In the biomedical sector, there is increasing interest in the field of preventative medicine and treatment of age-related disorders. Particularly important among these are chronic conditions such as osteoporosis, arthritis and dementia that lead to gradual erosion of one’s physical and mental capacities, eventually reducing autonomy to the extent that a patient will require their basic needs met in a care facility. Indeed, in Britain it is estimated that dementia patients make up 40% of the entire care home population. It is hoped that better treatment of such conditions could allow for patients to retain their autonomy and dignity, whilst also reducing strain on the care sector. However, the challenges encountered in treating or even identifying the aetiologies of neurodegenerative disorders such as Alzheimer’s Disease shows the extreme difficulty in researching such age-related conditions, whose causes are presumed to be multimodal. It is likely to be several decades before real progress is made.

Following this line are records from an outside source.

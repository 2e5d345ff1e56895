//! Stage runners
//!
//! One function per deliberation stage. Each fans out over its model set,
//! forwards partial results to the event sink as they arrive, enforces the
//! per-call timeout and the stage deadline, and returns immutable results
//! the orchestrator threads forward. Per-model failures never abort a
//! stage; they become error artifacts and soft error events.

use crate::multiplexer::EventSink;
use crate::ports::model_client::{CompletionRequest, ModelClient, ModelClientError};
use crate::registry::RegisteredModel;
use council_domain::{
    CouncilEvent, LabelMap, Message, ModelOpinion, ReviewResult, parse_review,
};
use futures::StreamExt;
use std::collections::HashSet;
use std::sync::Arc;
use std::time::Duration;
use tokio::task::JoinSet;
use tokio::time::{Instant, timeout, timeout_at};
use tokio_util::sync::CancellationToken;
use tracing::{debug, warn};

/// Sampling knobs shared by every call in a turn.
#[derive(Debug, Clone, Copy)]
pub struct CallParams {
    pub temperature: f64,
    pub max_tokens: u32,
    pub per_call_timeout: Duration,
}

impl CallParams {
    fn request(&self, model_id: &str, messages: Vec<Message>) -> CompletionRequest {
        CompletionRequest {
            model_id: model_id.to_string(),
            messages,
            temperature: self.temperature,
            max_tokens: self.max_tokens,
        }
    }
}

/// Stage 1: fan the stage-1 prompt out to every councilor in parallel.
///
/// Chunks are forwarded as `model_response` events while streams are live;
/// chunks for different models may interleave, chunks for one model keep
/// their production order. The stage completes when every stream has
/// terminated or the stage deadline fires; models still running at the
/// deadline are recorded with `error = "timeout"`.
pub async fn run_opinion_stage(
    councilors: &[RegisteredModel],
    messages: &[Message],
    params: CallParams,
    deadline: Duration,
    sink: &EventSink,
    cancel: &CancellationToken,
) -> Vec<ModelOpinion> {
    let mut join_set = JoinSet::new();

    for councilor in councilors {
        let client = Arc::clone(&councilor.client);
        let model_id = councilor.id().to_string();
        let request = params.request(&model_id, messages.to_vec());
        let sink = sink.clone();
        let cancel = cancel.clone();
        let per_call = params.per_call_timeout;

        join_set.spawn(async move {
            let result = stream_opinion(client, request, per_call, &sink, &cancel).await;
            (model_id, result)
        });
    }

    let stage_ends = Instant::now() + deadline;
    let mut opinions: Vec<ModelOpinion> = Vec::with_capacity(councilors.len());
    let mut finished: HashSet<String> = HashSet::new();

    while !join_set.is_empty() {
        match timeout_at(stage_ends, join_set.join_next()).await {
            Ok(Some(Ok((model_id, Ok(text))))) => {
                debug!(model = %model_id, "opinion complete");
                finished.insert(model_id.clone());
                opinions.push(ModelOpinion::success(model_id, text));
            }
            Ok(Some(Ok((model_id, Err(error))))) => {
                warn!(model = %model_id, %error, "opinion failed");
                sink.emit(CouncilEvent::model_error(&model_id, error.to_string()))
                    .await;
                finished.insert(model_id.clone());
                opinions.push(ModelOpinion::failure(model_id, error.to_string()));
            }
            Ok(Some(Err(join_error))) => {
                warn!(%join_error, "opinion task aborted");
            }
            Ok(None) => break,
            Err(_) => {
                debug!("stage-1 deadline reached, aborting remaining streams");
                join_set.abort_all();
                break;
            }
        }
    }

    for councilor in councilors {
        if !finished.contains(councilor.id()) {
            sink.emit(CouncilEvent::model_error(councilor.id(), "timeout"))
                .await;
            opinions.push(ModelOpinion::failure(councilor.id(), "timeout"));
        }
    }

    opinions
}

/// Drive one councilor's stream to completion, forwarding chunks.
async fn stream_opinion(
    client: Arc<dyn ModelClient>,
    request: CompletionRequest,
    per_call: Duration,
    sink: &EventSink,
    cancel: &CancellationToken,
) -> Result<String, ModelClientError> {
    let model_id = request.model_id.clone();

    let consume = async {
        let mut chunks = client.stream(request, cancel.clone()).await?;
        let mut text = String::new();
        while let Some(chunk) = chunks.next().await {
            let chunk = chunk?;
            if chunk.is_empty() {
                continue;
            }
            text.push_str(&chunk);
            if !sink.emit(CouncilEvent::model_chunk(&model_id, &chunk)).await {
                return Err(ModelClientError::Cancelled);
            }
        }
        Ok(text)
    };

    tokio::select! {
        _ = cancel.cancelled() => Err(ModelClientError::Cancelled),
        result = timeout(per_call, consume) => match result {
            Ok(inner) => inner,
            Err(_) => Err(ModelClientError::Timeout),
        },
    }
}

/// Stage 2: every reviewer judges the anonymized opinion set.
///
/// All reviewers receive the identical prompt (their own opinion included
/// under its label; the parser drops self-rankings). One `review` event is
/// emitted per received reply, parseable or not; calls that never return a
/// reply emit a soft `error` event and are recorded as unparsed reviews.
pub async fn run_review_stage(
    reviewers: &[RegisteredModel],
    messages: &[Message],
    labels: &LabelMap,
    params: CallParams,
    deadline: Duration,
    sink: &EventSink,
    cancel: &CancellationToken,
) -> Vec<ReviewResult> {
    let mut join_set = JoinSet::new();

    for reviewer in reviewers {
        let client = Arc::clone(&reviewer.client);
        let model_id = reviewer.id().to_string();
        let request = params.request(&model_id, messages.to_vec());
        let cancel = cancel.clone();
        let per_call = params.per_call_timeout;

        join_set.spawn(async move {
            let call = client.complete(request, cancel.clone());
            let result = tokio::select! {
                _ = cancel.cancelled() => Err(ModelClientError::Cancelled),
                reply = timeout(per_call, call) => match reply {
                    Ok(inner) => inner,
                    Err(_) => Err(ModelClientError::Timeout),
                },
            };
            (model_id, result)
        });
    }

    let stage_ends = Instant::now() + deadline;
    let mut reviews: Vec<ReviewResult> = Vec::with_capacity(reviewers.len());
    let mut finished: HashSet<String> = HashSet::new();

    while !join_set.is_empty() {
        match timeout_at(stage_ends, join_set.join_next()).await {
            Ok(Some(Ok((model_id, Ok(reply))))) => {
                let review = parse_review(&model_id, labels, &reply);
                if !review.parse_ok {
                    debug!(model = %model_id, "review reply did not parse");
                }
                sink.emit(CouncilEvent::review(&review)).await;
                finished.insert(model_id);
                reviews.push(review);
            }
            Ok(Some(Ok((model_id, Err(error))))) => {
                warn!(model = %model_id, %error, "review call failed");
                sink.emit(CouncilEvent::model_error(&model_id, error.to_string()))
                    .await;
                finished.insert(model_id.clone());
                reviews.push(ReviewResult::errored(model_id));
            }
            Ok(Some(Err(join_error))) => {
                warn!(%join_error, "review task aborted");
            }
            Ok(None) => break,
            Err(_) => {
                debug!("stage-2 deadline reached, aborting remaining reviews");
                join_set.abort_all();
                break;
            }
        }
    }

    for reviewer in reviewers {
        if !finished.contains(reviewer.id()) {
            sink.emit(CouncilEvent::model_error(reviewer.id(), "timeout"))
                .await;
            reviews.push(ReviewResult::errored(reviewer.id()));
        }
    }

    reviews
}

/// Outcome of the synthesis stream.
#[derive(Debug)]
pub struct SynthesisOutcome {
    /// Whatever text was produced, possibly a truncated prefix.
    pub text: String,
    /// Error that ended the stream, if any. A stage deadline is not an
    /// error: it truncates the text and leaves this unset.
    pub error: Option<ModelClientError>,
}

/// Stage 3: stream the chairman's synthesis.
///
/// Chunks are forwarded as `final_response` events. The stage deadline
/// truncates the output and completes the turn; a stream error surfaces in
/// the outcome for the orchestrator to report.
pub async fn run_synthesis_stage(
    chairman: &RegisteredModel,
    messages: Vec<Message>,
    params: CallParams,
    deadline: Duration,
    sink: &EventSink,
    cancel: &CancellationToken,
) -> SynthesisOutcome {
    let request = params.request(chairman.id(), messages);
    let stage_ends = Instant::now() + deadline;
    let mut text = String::new();

    let opened = tokio::select! {
        _ = cancel.cancelled() => {
            return SynthesisOutcome { text, error: Some(ModelClientError::Cancelled) };
        }
        opened = timeout_at(stage_ends, chairman.client.stream(request, cancel.clone())) => opened,
    };

    let mut chunks = match opened {
        Err(_) => {
            debug!("stage-3 deadline reached before the stream opened");
            return SynthesisOutcome { text, error: None };
        }
        Ok(Err(error)) => {
            warn!(%error, "chairman stream failed to open");
            return SynthesisOutcome {
                text,
                error: Some(error),
            };
        }
        Ok(Ok(chunks)) => chunks,
    };

    loop {
        let next = tokio::select! {
            _ = cancel.cancelled() => {
                return SynthesisOutcome { text, error: Some(ModelClientError::Cancelled) };
            }
            next = timeout_at(stage_ends, chunks.next()) => next,
        };

        match next {
            Err(_) => {
                debug!("stage-3 deadline reached, truncating synthesis");
                return SynthesisOutcome { text, error: None };
            }
            Ok(None) => return SynthesisOutcome { text, error: None },
            Ok(Some(Ok(chunk))) => {
                if chunk.is_empty() {
                    continue;
                }
                text.push_str(&chunk);
                if !sink.emit(CouncilEvent::final_chunk(&chunk)).await {
                    return SynthesisOutcome {
                        text,
                        error: Some(ModelClientError::Cancelled),
                    };
                }
            }
            Ok(Some(Err(error))) => {
                warn!(%error, "chairman stream errored mid-way");
                return SynthesisOutcome {
                    text,
                    error: Some(error),
                };
            }
        }
    }
}
//! Model registry
//!
//! Maps every known model to its descriptor and provider client, and
//! designates the chairman. Built once at startup from static
//! configuration; immutable for the lifetime of the process.

use crate::ports::model_client::ModelClient;
use council_domain::ModelDescriptor;
use std::collections::HashMap;
use std::sync::Arc;
use thiserror::Error;
use tracing::warn;

/// Errors that can occur while building a registry
#[derive(Error, Debug)]
pub enum RegistryError {
    #[error("No models registered")]
    Empty,

    #[error("Duplicate model id: {0}")]
    DuplicateModel(String),

    #[error("Chairman model not registered: {0}")]
    UnknownChairman(String),

    #[error("No chairman designated")]
    NoChairman,
}

/// A registered model: its descriptor plus the client that reaches it.
#[derive(Clone)]
pub struct RegisteredModel {
    pub descriptor: ModelDescriptor,
    pub client: Arc<dyn ModelClient>,
}

impl RegisteredModel {
    pub fn id(&self) -> &str {
        &self.descriptor.id
    }
}

impl std::fmt::Debug for RegisteredModel {
    fn fmt(&self, f: &mut std::fmt::Formatter<'_>) -> std::fmt::Result {
        f.debug_struct("RegisteredModel")
            .field("descriptor", &self.descriptor)
            .finish_non_exhaustive()
    }
}

/// Registry of all models available to the council.
pub struct ModelRegistry {
    models: Vec<RegisteredModel>,
    index: HashMap<String, usize>,
    chairman: usize,
}

impl ModelRegistry {
    pub fn builder() -> ModelRegistryBuilder {
        ModelRegistryBuilder::default()
    }

    /// All registered models, in registration order.
    pub fn list_all(&self) -> &[RegisteredModel] {
        &self.models
    }

    /// Resolve a caller-provided id selection.
    ///
    /// `None` (or an empty list) resolves to all models. Known ids come
    /// back in the order requested with repeats collapsed to the first
    /// occurrence; unknown ids are collected for the caller to report as
    /// soft warnings, never a failure.
    pub fn resolve(&self, ids: Option<&[String]>) -> (Vec<RegisteredModel>, Vec<String>) {
        let Some(ids) = ids.filter(|ids| !ids.is_empty()) else {
            return (self.models.clone(), Vec::new());
        };

        let mut resolved: Vec<RegisteredModel> = Vec::with_capacity(ids.len());
        let mut unknown: Vec<String> = Vec::new();
        for id in ids {
            match self.index.get(id) {
                Some(&position) => {
                    if !resolved.iter().any(|m| m.id() == id) {
                        resolved.push(self.models[position].clone());
                    }
                }
                None => {
                    warn!(model = %id, "requested model is not registered");
                    unknown.push(id.clone());
                }
            }
        }
        (resolved, unknown)
    }

    /// The designated synthesis model. Always present.
    pub fn chairman(&self) -> &RegisteredModel {
        &self.models[self.chairman]
    }

    pub fn get(&self, id: &str) -> Option<&RegisteredModel> {
        self.index.get(id).map(|&position| &self.models[position])
    }
}

/// Builder validating the one-chairman invariant.
#[derive(Default)]
pub struct ModelRegistryBuilder {
    models: Vec<RegisteredModel>,
    chairman_id: Option<String>,
}

impl ModelRegistryBuilder {
    pub fn register(mut self, descriptor: ModelDescriptor, client: Arc<dyn ModelClient>) -> Self {
        self.models.push(RegisteredModel { descriptor, client });
        self
    }

    pub fn chairman(mut self, id: impl Into<String>) -> Self {
        self.chairman_id = Some(id.into());
        self
    }

    pub fn build(mut self) -> Result<ModelRegistry, RegistryError> {
        if self.models.is_empty() {
            return Err(RegistryError::Empty);
        }

        let mut index = HashMap::with_capacity(self.models.len());
        for (position, model) in self.models.iter().enumerate() {
            if index.insert(model.id().to_string(), position).is_some() {
                return Err(RegistryError::DuplicateModel(model.id().to_string()));
            }
        }

        let chairman_id = self.chairman_id.ok_or(RegistryError::NoChairman)?;
        let chairman = *index
            .get(&chairman_id)
            .ok_or(RegistryError::UnknownChairman(chairman_id))?;

        // Exactly one descriptor carries the flag.
        for (position, model) in self.models.iter_mut().enumerate() {
            model.descriptor.is_chairman = position == chairman;
        }

        Ok(ModelRegistry {
            models: self.models,
            index,
            chairman,
        })
    }
}
//! Configuration
//!
//! Raw TOML structures, multi-source loading, and conversion into the
//! typed application settings.

pub mod file_config;
pub mod loader;

pub use file_config::{
    FileConfig, FileLimitsConfig, FileModelEntry, FileModelsConfig, FileProviderConfig,
    FileStoreConfig, FileStreamConfig, FileTimeoutsConfig,
};
pub use loader::ConfigLoader;

use council_application::registry::RegistryError;
use thiserror::Error;

/// Errors raised while loading or applying configuration
#[derive(Error, Debug)]
pub enum ConfigError {
    #[error("invalid configuration: {0}")]
    Invalid(String),

    #[error("configuration load failed: {0}")]
    Load(#[from] Box<figment::Error>),

    #[error("missing API key: set ${0}")]
    MissingApiKey(String),

    #[error("provider client: {0}")]
    Provider(String),

    #[error(transparent)]
    Registry(#[from] RegistryError),
}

Other solutions have fewer practical difficulties but require a great deal of political will. Many countries with the most profound ageing problems, such as Japan, Hungary and Russia, have instituted pro-natalist policies that provide financial incentives for citizens to start families, with the stated aim of increasing fertility rates and slowing or even halting population decline. The results of these endeavours have been mixed but it may still be too early to gauge their true impact. Even if they are successful, such measures may not sit well with the more liberally-minded populations of the English-speaking world. At best, they may be seen as an unwanted state intrusion in the lives of private citizens. At worst, a paternalistic attempt at social engineering.
Another policy choice that may be more palatable to many is the encouragement of multi-generational living. This was how the old and infirm were historically cared for (and indeed still are in many parts of the world); with no state or private infrastructure to fall back on, care responsibilities fell on the younger members of the family and the local community. For many elderly people, the familiar sight of a friend or relative may be far preferable to the often rather impersonal services they may receive in a government or private care home staffed by professionals. However, multi-generational households have become exceedingly rare in the industrialised world, as the combination of social, cultural and economic factors has led to a far more atomised, urban existence. Reverting to this more communal manner of living would still require enormous social adjustment, and may be a step too far for many.
Some of these options may be unpalatable, and none are certain to even be implementable. But what is certain is that after COVID-19 has passed, the economic, social, and political pressures of an ageing society will only continue to multiply. Even without another pandemic, this will be the major political and biomedical question of our time. But unfortunately, COVID-19 is unlikely to be the last pandemic in human history. And like most plagues, the next one will also disproportionately kill the old and infirm. In the meantime, perhaps we can at least be grateful that this one spared the children.